╭─ DATA FOR REVIEW

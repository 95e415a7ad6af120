// Copyright (C) 2026  Caprica Software Limited
//
// This program is free software: you can redistribute it and/or modify
// it under the terms of the GNU General Public License as published by
// the Free Software Foundation, either version 3 of the License, or
// (at your option) any later version.
//
// This program is distributed in the hope that it will be useful,
// but WITHOUT ANY WARRANTY; without even the implied warranty of
// MERCHANTABILITY or FITNESS FOR A PARTICULAR PURPOSE.  See the
// GNU General Public License for more details.
//
// You should have received a copy of the GNU General Public License
// along with this program.  If not, see <https://www.gnu.org/licenses/>.

//! Render the music player interface.
//!
//! This module renders the visual representation of the current song, the
//! playback flags, the volume and the progress bar.

use ratatui::{
    Frame,
    layout::{Alignment, Constraint, Direction, Layout, Rect},
    style::{Color, Modifier, Style, Stylize},
    text::{Line, Span},
    widgets::{Block, Borders, Gauge, Padding, Paragraph},
};

use crate::{
    App,
    model::UNKNOWN_ALBUM,
    player::PlayerState,
    render::icons::{
        ICON_LOADING, ICON_MUTED, ICON_PAUSE, ICON_PLAY, ICON_REPEAT, ICON_SHUFFLE, ICON_STOP,
        ICON_VOLUME_HIGH, ICON_VOLUME_LOW,
    },
    util::format::format_position,
};

/// Renders the player bar, returning the area of the progress gauge.
pub(crate) fn draw_player(f: &mut Frame, area: Rect, app: &App) -> Rect {
    let theme = &app.theme;
    let playback = app.controller.playback();

    let block = Block::default()
        .borders(Borders::TOP | Borders::BOTTOM)
        .border_style(Style::default().fg(theme.border_colour))
        .padding(Padding::horizontal(1));

    let inner_area = block.inner(area);
    f.render_widget(block, area);

    let chunks = Layout::default()
        .direction(Direction::Vertical)
        .constraints([
            Constraint::Length(1),
            Constraint::Length(1),
            Constraint::Length(1),
            Constraint::Length(1),
            Constraint::Length(1),
        ])
        .split(inner_area);

    let info_chunks = Layout::default()
        .direction(Direction::Horizontal)
        .constraints([Constraint::Min(0), Constraint::Length(16)])
        .split(chunks[0]);

    let bold = Style::default().add_modifier(Modifier::BOLD);

    let icon = match playback.state {
        PlayerState::Playing => ICON_PLAY,
        PlayerState::Paused => ICON_PAUSE,
        PlayerState::Loading => ICON_LOADING,
        PlayerState::Stopped | PlayerState::Ended => ICON_STOP,
    };

    if let Some(song) = app.controller.now_playing() {
        let track_line = Line::from(vec![
            Span::styled(format!(" {} ", icon), bold).fg(Color::White),
            Span::styled(song.title.as_str(), bold).fg(theme.accent_colour),
            Span::raw(" from "),
            Span::styled(song.album_title().unwrap_or(UNKNOWN_ALBUM), bold)
                .fg(theme.accent_colour),
            Span::raw(" by "),
            Span::styled(song.artist_name(), bold).fg(theme.accent_colour),
        ]);
        f.render_widget(Paragraph::new(track_line), info_chunks[0]);

        let plays = Line::from(vec![
            Span::raw("   Played "),
            Span::styled(song.play_count.to_string(), bold).fg(theme.accent_colour),
            Span::raw(if song.play_count == 1 { " time" } else { " times" }),
        ]);
        f.render_widget(Paragraph::new(plays).fg(theme.table_time_fg), chunks[1]);

        let time_line = Line::from(vec![
            Span::styled(format_position(playback.position), bold).fg(theme.accent_colour),
            Span::styled(" / ", bold).fg(Color::White),
            Span::styled(format_position(playback.duration), bold).fg(theme.accent_colour),
        ]);
        f.render_widget(
            Paragraph::new(time_line).alignment(Alignment::Right),
            info_chunks[1],
        );
    } else {
        let idle = Line::from(vec![
            Span::styled(format!(" {} ", icon), bold).fg(Color::White),
            Span::raw("No song playing"),
        ]);
        f.render_widget(Paragraph::new(idle).fg(theme.table_time_fg), info_chunks[0]);
    }

    let control_chunks = Layout::default()
        .direction(Direction::Horizontal)
        .constraints([Constraint::Min(0), Constraint::Length(30)])
        .split(chunks[2]);

    let flag = |on: bool, icon: &'static str, label: &'static str| {
        let colour = if on {
            theme.accent_colour
        } else {
            theme.border_colour
        };
        Span::styled(format!("{} {}  ", icon, label), Style::default().fg(colour))
    };
    let flags = Line::from(vec![
        Span::raw("   "),
        flag(playback.shuffle, ICON_SHUFFLE, "shuffle"),
        flag(playback.repeat, ICON_REPEAT, "repeat"),
    ]);
    f.render_widget(Paragraph::new(flags), control_chunks[0]);

    let volume_layout = Layout::default()
        .direction(Direction::Horizontal)
        .constraints([
            Constraint::Length(3),
            Constraint::Min(0),
            Constraint::Length(5),
        ])
        .split(control_chunks[1]);

    let volume_icon = match playback.volume {
        0 => ICON_MUTED,
        1..50 => ICON_VOLUME_LOW,
        _ => ICON_VOLUME_HIGH,
    };
    f.render_widget(Paragraph::new(volume_icon), volume_layout[0]);

    let volume_gauge = Gauge::default()
        .gauge_style(
            Style::default()
                .fg(theme.accent_colour)
                .bg(theme.gauge_track_colour),
        )
        .ratio(f64::from(playback.volume) / 100.0)
        .label("")
        .use_unicode(true);
    f.render_widget(volume_gauge, volume_layout[1]);

    let volume_label = Paragraph::new(format!(" {}%", playback.volume))
        .alignment(Alignment::Right)
        .fg(Color::White);
    f.render_widget(volume_label, volume_layout[2]);

    let position_gauge = Gauge::default()
        .gauge_style(
            Style::default()
                .fg(theme.accent_colour)
                .bg(theme.gauge_track_colour),
        )
        .ratio(playback.progress())
        .label("")
        .use_unicode(true);
    f.render_widget(position_gauge, chunks[4]);

    chunks[4]
}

╰─

Report each line of the material above where the word "else" appears.

            Span::raw(if song.play_count == 1 { " time" } else { " times" }),
    } else {
        } else {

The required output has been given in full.